Populists' Rise in Europe Vote Shakes Leaders

LONDON - Members of the European political elite expressed alarm on Monday over the strong showing in European Parliament elections by nationalist and anti-immigrant parties skeptical about European integration, a development described by the French prime minister as an 'earthquake.'


In France and Britain in particular, anti-immigrant parties opposed to the influence of the European Union emerged in the lead. In France, the National Front won 26 percent of the vote to defeat both the governing Socialists and the Union for a Popular Movement, the center-right party of former President Nicolas Sarkozy. In Britain, the triumph of the U.K. Independence Party, or UKIP, which won 28 percent of the vote, represented the first time since 1910 that a nationwide vote had not been won by either the Conservatives or Labour.


'The people's army of UKIP have spoken tonight and delivered just about the most extraordinary result that has been seen in British politics for 100 years,' said Nigel Farage, UKIP's leader.


Official results released overnight showed that populist parties strongly opposed to the European Union also trounced establishment forces in Denmark and Greece and did well in Austria and Sweden. The results, a stark challenge to champions of greater European integration, left mainstream political leaders stunned.


The radical left-wing Syriza coalition in Greece beat the party of Prime Minister Antonis Samaras, while Golden Dawn, a neo-Nazi outfit that the Greek authorities have tried in vain to outlaw, also picked up seats, bringing Holocaust-deniers and belligerent xenophobes into the European Parliament.


With the political landscape redrawn across Europe, some politicians, notably Nick Clegg, the British deputy prime minister and leader of the Liberal Democrats, the junior coalition partner, faced calls from their own party members to quit. The Liberal Democrats finished fifth in Britain and lost nearly all their seats at the European Parliament.


Traditional parties sought to depict the ballot as a protest vote inspired by deep alienation among voters repelled by what they consider to be out-of-touch political elites at home and an arrogant European Union bureaucracy spreading its influence with no democratic mandate.


In Paris, the victory by the National Front, led by Marine Le Pen, prompted Manuel Valls, the French prime minister, to acknowledge: 'It's an earthquake.'


'We are in a crisis of confidence,' Mr. Valls added. 'Our country has for a long time been in an identity crisis, a crisis about France's place in Europe, Europe's place in our country.'


President François Hollande of France called an emergency meeting of senior ministers after his Socialist Party finished a remote third.


The rise of the right had been widely forecast, but it nonetheless sent shock waves. In Germany, Foreign Minister Frank-Walter Steinmeier expressed dismay over the French result and the fact that the extremist, anti-immigrant National Democratic Party of Germany, or N.P.D., which won 1 percent of the vote, had earned a seat.


'In some countries it won't be as bad as had been feared, for example in the Netherlands, but France's National Front is a severe signal, and it horrifies me that the N.P.D. from Germany will be represented in the Parliament,' Mr. Steinmeier said, according to Agence France-Presse.

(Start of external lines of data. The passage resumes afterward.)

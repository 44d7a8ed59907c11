//! Diagnostic logging to stderr.
//!
//! Quiet by default (`warn`). `RUST_LOG` takes precedence over the level
//! passed on the command line:
//! ```bash
//! RUST_LOG=debug greeter
//! summer --log-level debug 1 2 3
//! ```

use std::sync::Once;

use anyhow::{Context, Result};
use tracing_subscriber::layer::SubscriberExt;
use tracing_subscriber::util::SubscriberInitExt;
use tracing_subscriber::{EnvFilter, Layer};

static INIT: Once = Once::new();

pub const DEFAULT_LEVEL: &str = "warn";

/// Filter for `level`, unless `RUST_LOG` is set
fn build_filter(level: &str) -> Result<EnvFilter> {
    if std::env::var("RUST_LOG").is_ok() {
        Ok(EnvFilter::from_default_env())
    } else {
        parse_level(level)
    }
}

/// Parse a level or directive list such as `debug` or `snippets=trace`
pub fn parse_level(level: &str) -> Result<EnvFilter> {
    EnvFilter::try_new(level).with_context(|| format!("invalid log level '{level}'"))
}

/// Initialize logging. Only the first call takes effect.
pub fn init(level: &str) -> Result<()> {
    let filter = build_filter(level)?;
    INIT.call_once(|| {
        let fmt_layer = tracing_subscriber::fmt::layer()
            .with_writer(std::io::stderr)
            .with_target(true)
            .without_time()
            .with_filter(filter);

        tracing_subscriber::registry().with(fmt_layer).init();
    });
    Ok(())
}
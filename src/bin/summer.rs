use std::io::{self, IsTerminal, Write};

use anyhow::{Context, Result};
use clap::Parser;

use snippets::logging;
use snippets::output::{self, SumReport};
use snippets::sum::{self, DEFAULT_NUMBERS};

/// Summer - adds up a list of integers and prints the result
#[derive(Parser)]
#[command(author, version, about, long_about = None)]
struct Cli {
    /// Integers to add (defaults to 1 2 3 4 5 6 8 9 10)
    #[arg(allow_negative_numbers = true)]
    numbers: Vec<i64>,

    /// Output in JSON format
    #[arg(short = 'j', long)]
    json: bool,

    /// Never color the output
    #[arg(long)]
    no_color: bool,

    /// Log level for diagnostics on stderr
    #[arg(long, env = "SNIPPETS_LOG", default_value = logging::DEFAULT_LEVEL)]
    log_level: String,
}

fn main() -> Result<()> {
    let cli = Cli::parse();
    logging::init(&cli.log_level)?;
    output::configure_color(io::stdout().is_terminal(), cli.no_color);

    let numbers = if cli.numbers.is_empty() {
        DEFAULT_NUMBERS.to_vec()
    } else {
        cli.numbers
    };
    let result = sum::try_sum(&numbers).context("sum overflows i64")?;
    let report = SumReport { numbers, result };

    let stdout = io::stdout();
    let mut out = stdout.lock();
    if cli.json {
        output::output_json(&mut out, &report)?;
    } else {
        output::output_sum_text(&mut out, &report)?;
    }
    out.flush()?;

    Ok(())
}
//! Shared pieces of the `greeter` and `summer` programs.

pub mod counting;
pub mod logging;
pub mod output;
pub mod speaker;
pub mod sum;
use tracing::debug;

/// Numbers the summer adds up when given none on the command line
pub const DEFAULT_NUMBERS: [i64; 9] = [1, 2, 3, 4, 5, 6, 8, 9, 10];

/// Sum of any number of integers; 0 for none
pub fn sum(nums: &[i64]) -> i64 {
    debug!(count = nums.len(), "summing");
    nums.iter().sum()
}

/// Like [`sum`], but `None` when the total does not fit in an `i64`
pub fn try_sum(nums: &[i64]) -> Option<i64> {
    debug!(count = nums.len(), "summing with overflow check");
    nums.iter().try_fold(0i64, |acc, &n| acc.checked_add(n))
}

/// Variadic form of [`sum`]: `sum!()`, `sum!(5)`, `sum!(1, 2, 3)`
#[macro_export]
macro_rules! sum {
    ($($n:expr),* $(,)?) => {
        $crate::sum::sum(&[$($n as i64),*])
    };
}

#[cfg(test)]
mod tests {
    use super::*;

    #[test]
    fn empty_sum_is_zero() {
        assert_eq!(sum(&[]), 0);
        assert_eq!(crate::sum!(), 0);
    }

    #[test]
    fn single_value() {
        assert_eq!(crate::sum!(5), 5);
    }

    #[test]
    fn several_values() {
        assert_eq!(crate::sum!(1, 2, 3), 6);
    }

    #[test]
    fn default_numbers_total_48() {
        assert_eq!(sum(&DEFAULT_NUMBERS), 48);
    }

    #[test]
    fn order_does_not_matter() {
        let mut nums = DEFAULT_NUMBERS.to_vec();
        nums.reverse();
        assert_eq!(sum(&nums), sum(&DEFAULT_NUMBERS));

        let (left, right) = DEFAULT_NUMBERS.split_at(4);
        assert_eq!(sum(&[sum(left), sum(right)]), 48);
    }

    #[test]
    fn try_sum_matches_sum_when_in_range() {
        assert_eq!(try_sum(&[]), Some(0));
        assert_eq!(try_sum(&DEFAULT_NUMBERS), Some(48));
    }

    #[test]
    fn try_sum_reports_overflow() {
        assert_eq!(try_sum(&[i64::MAX, 1]), None);
        assert_eq!(try_sum(&[i64::MIN, -1]), None);
        assert_eq!(try_sum(&[i64::MAX, 1, -1]), None);
        assert_eq!(try_sum(&[i64::MAX, -1, 1]), Some(i64::MAX));
    }

    #[test]
    fn negatives_cancel() {
        assert_eq!(crate::sum!(-4, 4, -1), -1);
    }
}
use super::common::*;
use crate::planning::advice::{AdviceEngine, AdviceRules};
use crate::planning::domain::{Difficulty, Plan};

fn plan_with(easy: usize, balanced: usize, challenging: usize) -> Plan {
    let mut courses = Vec::new();
    for i in 0..easy {
        courses.push(course(&format!("E{i}"), 3, Difficulty::Easy));
    }
    for i in 0..balanced {
        courses.push(course(&format!("B{i}"), 3, Difficulty::Balanced));
    }
    for i in 0..challenging {
        courses.push(course(&format!("C{i}"), 3, Difficulty::Challenging));
    }
    plan_of(courses)
}

#[test]
fn low_cgpa_with_heavy_load_is_high_risk() {
    let advice = AdviceEngine::default().advise(1.8, &plan_with(3, 3, 0));

    assert_eq!(advice.stats.total_credits, 18);
    assert!(advice.warnings.iter().any(|w| w.starts_with("HIGH RISK")));
    assert!(advice.advice.iter().any(|a| a.contains("12-15 credits")));
    assert!(advice.status.is_none());
}

#[test]
fn mid_cgpa_with_heavy_load_is_moderate_risk() {
    let advice = AdviceEngine::default().advise(2.6, &plan_with(2, 4, 0));

    assert_eq!(advice.warnings.len(), 1);
    assert!(advice.warnings[0].starts_with("MODERATE RISK"));
    assert_eq!(advice.advice, vec!["Monitor workload carefully".to_string()]);
}

#[test]
fn too_many_challenging_courses_is_flagged() {
    let advice = AdviceEngine::default().advise(3.4, &plan_with(0, 0, 5));

    assert!(advice
        .warnings
        .iter()
        .any(|w| w == "TOO MANY CHALLENGING COURSES"));
    assert!(advice.advice.iter().any(|a| a.contains("currently 5")));
    assert_eq!(advice.stats.challenging_courses, 5);
}

#[test]
fn struggling_student_gets_recommendations_without_warnings() {
    // 16 credits and 2 challenging courses stay under every warning threshold
    let mut courses = vec![course("L1", 1, Difficulty::Easy)];
    for i in 0..3 {
        courses.push(course(&format!("B{i}"), 3, Difficulty::Balanced));
    }
    for i in 0..2 {
        courses.push(course(&format!("C{i}"), 3, Difficulty::Challenging));
    }
    let plan = plan_of(courses);

    let advice = AdviceEngine::default().advise(2.2, &plan);

    assert!(advice.warnings.is_empty());
    assert_eq!(advice.advice.len(), 1);
    assert!(advice.advice[0].starts_with("Recommend reducing"));
    assert!(advice.status.is_none());
}

#[test]
fn strong_student_with_light_load_is_safe() {
    let advice = AdviceEngine::default().advise(3.7, &plan_with(2, 2, 0));

    assert!(advice.warnings.is_empty());
    assert!(advice.advice.iter().any(|a| a.starts_with("Good CGPA")));
    assert_eq!(
        advice.status.as_deref(),
        Some("SAFE: academic plan is appropriate")
    );
}

#[test]
fn acceptable_band_limits_challenging_courses() {
    let advice = AdviceEngine::default().advise(2.7, &plan_with(1, 0, 3));

    assert!(advice.warnings.is_empty());
    assert!(advice
        .advice
        .iter()
        .any(|a| a.starts_with("Consider limiting challenging courses")));
    assert_eq!(
        advice.status.as_deref(),
        Some("ACCEPTABLE: plan is manageable")
    );
}

#[test]
fn rules_load_from_partial_json() {
    let rules = AdviceRules::from_json_reader(r#"{ "heavy_load_credits": 21 }"#.as_bytes())
        .expect("rules parse");

    assert_eq!(rules.heavy_load_credits, 21);
    assert_eq!(rules.high_risk_cgpa, AdviceRules::default().high_risk_cgpa);

    let advice = AdviceEngine::new(rules).advise(1.8, &plan_with(3, 3, 0));
    assert!(advice.warnings.is_empty());
}
mod advice;
mod common;
mod ranking;
mod scoring;
use super::domain::{CompletedSet, Course, CourseCode};

/// All-or-nothing check: every declared prerequisite must already be completed.
pub fn satisfied(course: &Course, completed: &CompletedSet) -> bool {
    missing(course, completed).is_empty()
}

/// Prerequisite codes of `course` not covered by `completed`, in declaration order.
pub fn missing<'a>(course: &'a Course, completed: &CompletedSet) -> Vec<&'a CourseCode> {
    course
        .prerequisites
        .codes()
        .iter()
        .filter(|code| !completed.contains(code))
        .collect()
}

#[cfg(test)]
mod tests {
    use super::*;
    use crate::planning::domain::{Difficulty, Prerequisites};

    fn course(code: &str, prerequisites: Option<&str>) -> Course {
        Course {
            code: CourseCode::new(code),
            name: format!("{code} course"),
            description: String::new(),
            credits: 3,
            difficulty: Difficulty::Balanced,
            prerequisites: Prerequisites::parse(prerequisites),
        }
    }

    #[test]
    fn course_without_prerequisites_is_always_satisfied() {
        let completed = CompletedSet::new();
        assert!(satisfied(&course("X1", None), &completed));
        assert!(satisfied(&course("X1", Some("")), &completed));
        assert!(satisfied(&course("X1", Some("  ,  ")), &completed));
    }

    #[test]
    fn unmet_prerequisite_blocks_course() {
        let completed = CompletedSet::new();
        let advanced = course("X4", Some("X1"));

        assert!(!satisfied(&advanced, &completed));
        assert_eq!(missing(&advanced, &completed), vec![&CourseCode::new("X1")]);
    }

    #[test]
    fn every_prerequisite_must_be_completed() {
        let completed: CompletedSet = ["CS001"].into_iter().collect();
        let partial = course("CS100", Some(" CS001 , CS002 "));
        let covered = course("CS101", Some("CS001"));

        assert!(!satisfied(&partial, &completed));
        assert_eq!(
            missing(&partial, &completed),
            vec![&CourseCode::new("CS002")]
        );
        assert!(satisfied(&covered, &completed));
    }
}
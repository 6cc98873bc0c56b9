use super::common::*;
use crate::planning::domain::{CompletedSet, Difficulty, Plan, Preference};
use crate::planning::scoring::{FitnessScorer, FitnessTerm, FitnessWeights};

#[test]
fn easy_preference_on_mixed_plan_scores_three_affinity_points() {
    let plan = plan_of(vec![
        course("E1", 4, Difficulty::Easy),
        course("C1", 4, Difficulty::Challenging),
    ]);

    let breakdown = FitnessScorer::default().breakdown(&plan, Preference::Easy, 8);

    let affinity = breakdown
        .component(FitnessTerm::DifficultyMatch)
        .expect("difficulty term present");
    assert_eq!(affinity.score, 3.0);
    // 100 met + 0 exact + 3 affinity + 2 * 2 tiers + 0.5 * (20 - 2)
    assert_eq!(breakdown.total, 116.0);
}

#[test]
fn violations_and_credit_distance_are_penalized() {
    let completed = CompletedSet::new();
    let plan = Plan::new(
        vec![
            course_requiring("A1", 3, Difficulty::Balanced, "Z1"),
            course_requiring("A2", 3, Difficulty::Balanced, "Z2"),
        ],
        &completed,
    )
    .expect("distinct codes");

    let breakdown = FitnessScorer::default().breakdown(&plan, Preference::Balanced, 7);

    let prerequisites = breakdown
        .component(FitnessTerm::Prerequisites)
        .expect("prerequisite term");
    assert_eq!(prerequisites.score, -100.0);
    let exactness = breakdown
        .component(FitnessTerm::CreditExactness)
        .expect("exactness term");
    assert_eq!(exactness.score, -1000.0);
    let balance = breakdown.component(FitnessTerm::Balance).expect("balance");
    assert_eq!(balance.score, 2.0);
    // -100 - 1000 + 6 + 2 + 9
    assert_eq!(breakdown.total, -1083.0);
}

#[test]
fn efficiency_turns_negative_past_the_baseline() {
    let courses: Vec<_> = (0..22)
        .map(|i| course(&format!("S{i:02}"), 1, Difficulty::Easy))
        .collect();
    let plan = plan_of(courses);

    let breakdown = FitnessScorer::default().breakdown(&plan, Preference::Challenging, 22);

    let efficiency = breakdown
        .component(FitnessTerm::Efficiency)
        .expect("efficiency term");
    assert_eq!(efficiency.score, -1.0);
    assert_eq!(
        breakdown
            .component(FitnessTerm::DifficultyMatch)
            .map(|c| c.score),
        Some(0.0)
    );
}

#[test]
fn score_matches_breakdown_total_and_respects_weights() {
    let plan = plan_of(scenario_courses());
    let scorer = FitnessScorer::new(FitnessWeights {
        prerequisites_met_bonus: 10.0,
        ..FitnessWeights::default()
    });

    let score = scorer.score(&plan, Preference::Balanced, 11);

    assert_eq!(score, scorer.breakdown(&plan, Preference::Balanced, 11).total);
    // 10 met + 7 affinity + 6 variety + 8.5 efficiency
    assert_eq!(score, 31.5);
}

#[test]
fn scoring_is_pure() {
    let plan = plan_of(scenario_courses());
    let scorer = FitnessScorer::default();

    let first = scorer.score(&plan, Preference::Easy, 11);
    let second = scorer.score(&plan, Preference::Easy, 11);

    assert_eq!(first.to_bits(), second.to_bits());
}
use super::common::*;
use crate::planning::domain::{Difficulty, Plan, Preference};
use crate::planning::ranker::{PlanRanker, DEFAULT_RESULT_LIMIT};
use crate::planning::scoring::FitnessScorer;

fn twelve_plans() -> Vec<Plan> {
    (0..12)
        .map(|i| {
            let members = (0..=(i % 4))
                .map(|j| {
                    let difficulty = Difficulty::ALL[(i + j) % 3];
                    course(&format!("R{i:02}{j}"), 3, difficulty)
                })
                .collect();
            plan_of(members)
        })
        .collect()
}

#[test]
fn top_five_matches_a_full_sort() {
    let plans = twelve_plans();
    let scorer = FitnessScorer::default();
    let ranker = PlanRanker::new(scorer.clone());

    let ranked = ranker.rank(plans.clone(), Preference::Easy, 9, DEFAULT_RESULT_LIMIT);

    let mut naive: Vec<(f64, Plan)> = plans
        .into_iter()
        .map(|plan| (scorer.score(&plan, Preference::Easy, 9), plan))
        .collect();
    naive.sort_by(|left, right| right.0.total_cmp(&left.0));
    let expected: Vec<Plan> = naive.into_iter().take(5).map(|(_, plan)| plan).collect();

    assert_eq!(ranked.len(), 5);
    assert_eq!(ranked, expected);
}

#[test]
fn scored_results_are_monotonic_and_bounded() {
    let ranked =
        PlanRanker::default().rank_scored(twelve_plans(), Preference::Challenging, 6, 7);

    assert_eq!(ranked.len(), 7);
    assert!(ranked
        .windows(2)
        .all(|pair| pair[0].fitness >= pair[1].fitness));
}

#[test]
fn ties_keep_enumeration_order() {
    let first = plan_of(vec![course("T1", 3, Difficulty::Easy)]);
    let second = plan_of(vec![course("T2", 3, Difficulty::Easy)]);
    let third = plan_of(vec![course("T3", 3, Difficulty::Easy)]);

    let ranked = PlanRanker::default().rank(
        vec![first.clone(), second.clone(), third.clone()],
        Preference::Balanced,
        3,
        2,
    );

    assert_eq!(ranked, vec![first, second]);
}

#[test]
fn empty_input_returns_empty_output() {
    let ranked = PlanRanker::default().rank(Vec::new(), Preference::Easy, 12, 5);
    assert!(ranked.is_empty());
}

#[test]
fn limit_larger_than_input_returns_everything() {
    let ranked = PlanRanker::default().rank(twelve_plans(), Preference::Balanced, 3, 50);
    assert_eq!(ranked.len(), 12);
}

In the German vote, traditional parties were clear winners, but a new Euroskeptic party, the Alternative for Germany, also took 7 percent of the vote, news reports said.


José Manuel Barroso, the departing president of the European Commission, the executive branch of the 28-nation European Union, issued a statement on Monday urging a 'truly democratic debate' to meet the concerns of 'those who voted in protest or did not vote.'


European Parliament ballots often do not reflect voting patterns in national elections, which favor traditional parties. But in Britain, Mr. Farage, the U.K. Independence Party leader, depicted his triumph on Sunday as the harbinger of greater prominence in next year's national elections, saying that his followers could hold the balance of power if neither the Conservatives nor Labour win an outright majority.


'We will go on next year to a general election with a targeting strategy and I promise you this: You haven't heard the last of us,' he said.